The enormity of the task puts us off studying: if you think you have to read a 400-page textbook in one sitting, you are very likely to put it off as long as possible.  If, on the other hand, you tell yourself you will spend fifteen minutes reading the first ten pages and taking notes, you have given yourself an achievable task, which is very motivating.

How to keep it going

We all know the old chestnuts such as studying where there are no distractions (disable your broadband NOW!), but do you know how to use music to focus your mind and aid concentration?  A much-vaunted study several years ago found that Kylie Minogue’s 60 bpm tracks were an ideal background study, but you may be glad to know that Mozart has the same effect, without the distraction of Kylie’s bagful-of-drowning-kittens voice.  Try Eine Kleine Nachtmusik or Vivaldi’s Quattro Stagioni very quietly in the background and you may be surprised at the difference it makes to your concentration levels.

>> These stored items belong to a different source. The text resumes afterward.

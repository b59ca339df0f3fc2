// Copyright 2023 Google LLC
//
// Licensed under the Apache License, Version 2.0 (the "License");
// you may not use this file except in compliance with the License.
// You may obtain a copy of the License at
//
//     https://www.apache.org/licenses/LICENSE-2.0
//
// Unless required by applicable law or agreed to in writing, software
// distributed under the License is distributed on an "AS IS" BASIS,
// WITHOUT WARRANTIES OR CONDITIONS OF ANY KIND, either express or implied.
// See the License for the specific language governing permissions and
// limitations under the License.

use super::{Generator, Step};
use crate::analyzer::{Container, Error, Schema};
use crate::backends::common::memory::{self, word_at};
use crate::backends::common::Dest;
use crate::ir::{mload, Expr, Stmt};
use crate::offsets::{add_offsets, read_offset, BytesRange, Offset};

/// Resolve the byte ranges of the fields of a container spanning `range`.
///
/// The offsets of the variable size fields are read from the blob and
/// made absolute. The end of each variable size field is the start of
/// the next one, or the end of the container.
fn field_ranges(
    generator: &mut Generator,
    schema: &Schema,
    container: &Container,
    range: &BytesRange,
    lines: &mut Vec<Stmt>,
) -> Result<Vec<BytesRange>, Error> {
    let mut offsets = Vec::with_capacity(container.variable_offsets_position.len() + 1);
    for position in &container.variable_offsets_position {
        let at = add_offsets(None, range.start.clone(), Offset::Const(*position));
        let offset = read_offset(lines, &mut generator.scopes, &generator.data, "offset", at);
        offsets.push(add_offsets(Some(lines), Offset::from(&offset), range.start.clone()));
    }
    offsets.push(range.end.clone());

    let mut fixed_ranges = container.field_ranges_fixed_len.iter();
    let mut variable = offsets.windows(2);
    let mut ranges = Vec::with_capacity(container.fields.len());
    for is_fixed_len in &container.is_fixed_len {
        let range = if *is_fixed_len {
            fixed_ranges.next().map(|fixed| BytesRange {
                start: add_offsets(None, range.start.clone(), Offset::Const(fixed.start)),
                end: add_offsets(None, range.start.clone(), Offset::Const(fixed.end)),
            })
        } else {
            variable
                .next()
                .map(|window| BytesRange { start: window[0].clone(), end: window[1].clone() })
        };
        ranges.push(range.ok_or_else(|| Error::UnsupportedShape {
            path: schema.name.clone(),
            message: "inconsistent container layout".to_owned(),
        })?);
    }
    Ok(ranges)
}

pub(super) fn generate(
    generator: &mut Generator,
    schema: &Schema,
    container: &Container,
    dest: Dest,
    range: BytesRange,
    lines: &mut Vec<Stmt>,
) -> Result<(), Error> {
    let mut body = vec![Stmt::Comment(format!("container {}", schema.name))];
    let ranges = field_ranges(generator, schema, container, &range, &mut body)?;

    let record: Expr = match dest {
        Dest::Record(addr) => addr,
        Dest::Slot(addr) if schema.is_nested => {
            let words = Expr::Lit(container.fields.len());
            let record = memory::alloc(&mut body, &mut generator.scopes, "record", words);
            body.push(Stmt::MStore(addr, (&record).into()));
            record.into()
        }
        Dest::Slot(addr) => {
            // The record is allocated by the caller.
            let record = generator.scopes.fresh("record");
            body.push(Stmt::Let(record.clone(), mload(addr)));
            record.into()
        }
    };

    for (index, (field, range)) in container.fields.iter().zip(ranges).enumerate() {
        generator.path.push(Step::Field(index));
        generator.generate(field, Dest::Slot(word_at(record.clone(), index)), range, &mut body)?;
        generator.path.pop();
    }

    lines.push(Stmt::Block(body));
    Ok(())
}

#[cfg(test)]
mod tests {
    use super::*;
    use crate::analyzer::compile;
    use crate::ast::Declaration;
    use crate::backends::GenerateOptions;
    use crate::ir::{add, Ident};

    #[test]
    fn test_offsets_are_absolute() {
        let options = GenerateOptions::default();
        let mut generator = Generator::new(&options);
        let compiled = compile(&Declaration::new("Test", "tuple").with_components(vec![
            Declaration::new("a", "string"),
            Declaration::new("b", "uint8"),
            Declaration::new("c", "bytes"),
        ]))
        .unwrap();
        let crate::analyzer::SchemaKind::Container(container) = &compiled.root().kind else {
            panic!("expected a container")
        };
        let range = BytesRange {
            start: Offset::Const(32),
            end: Offset::Sym(Expr::Var(Ident::new("end"))),
        };
        let mut lines = vec![];
        let ranges =
            field_ranges(&mut generator, compiled.root(), container, &range, &mut lines).unwrap();

        let a = Ident::new("offset_1");
        let c = Ident::new("offset_2");
        assert_eq!(ranges[0], BytesRange { start: Offset::from(&a), end: Offset::from(&c) });
        assert_eq!(ranges[1], BytesRange { start: Offset::Const(36), end: Offset::Const(37) });
        assert_eq!(ranges[2].start, Offset::from(&c));
        assert_eq!(ranges[2].end, range.end);
        // read, swap, absolutize for each offset.
        assert_eq!(lines.len(), 6);
        assert_eq!(lines[2], Stmt::Assign(a.clone(), add(&a, 32)));
    }
}
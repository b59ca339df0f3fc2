// Copyright 2023 Google LLC
//
// Licensed under the Apache License, Version 2.0 (the "License");
// you may not use this file except in compliance with the License.
// You may obtain a copy of the License at
//
//     https://www.apache.org/licenses/LICENSE-2.0
//
// Unless required by applicable law or agreed to in writing, software
// distributed under the License is distributed on an "AS IS" BASIS,
// WITHOUT WARRANTIES OR CONDITIONS OF ANY KIND, either express or implied.
// See the License for the specific language governing permissions and
// limitations under the License.

//! Helpers shared by the decoder generators.

pub mod alignment;
pub mod memory;

use crate::ir::Expr;

/// Destination of a decoded value.
#[derive(Debug, Clone, PartialEq, Eq)]
pub enum Dest {
    /// Address of a record whose fields are written in place.
    Record(Expr),
    /// Address of a memory word receiving the value, or a pointer to it.
    Slot(Expr),
}

impl Dest {
    pub fn address(&self) -> &Expr {
        match self {
            Dest::Record(addr) | Dest::Slot(addr) => addr,
        }
    }
}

A final trick of the trade

Savvy teachers know that one solution to high spirits on a Friday afternoon is a drop of frankincense oil on the radiator.  Frankincense has been used for millenia in places of worship  because it calms the mind and puts it in the mood for contemplation.  Science is pretty scathing about the beneficial effects of aromatherapy: one major study in recent years dismissed it as being beneficial only as a placebo.  In other words, it will only work if you think it will work.  Speaking anecdotally, we think frankincense oil does aid concentration and that a placebo effect is nevertheless an effect, so it doesn’t really matter why it works, it just matters that it does.

Finally, study skills don’t come easily to most of us: tackle your study project little and often and you find it comes naturally after a while.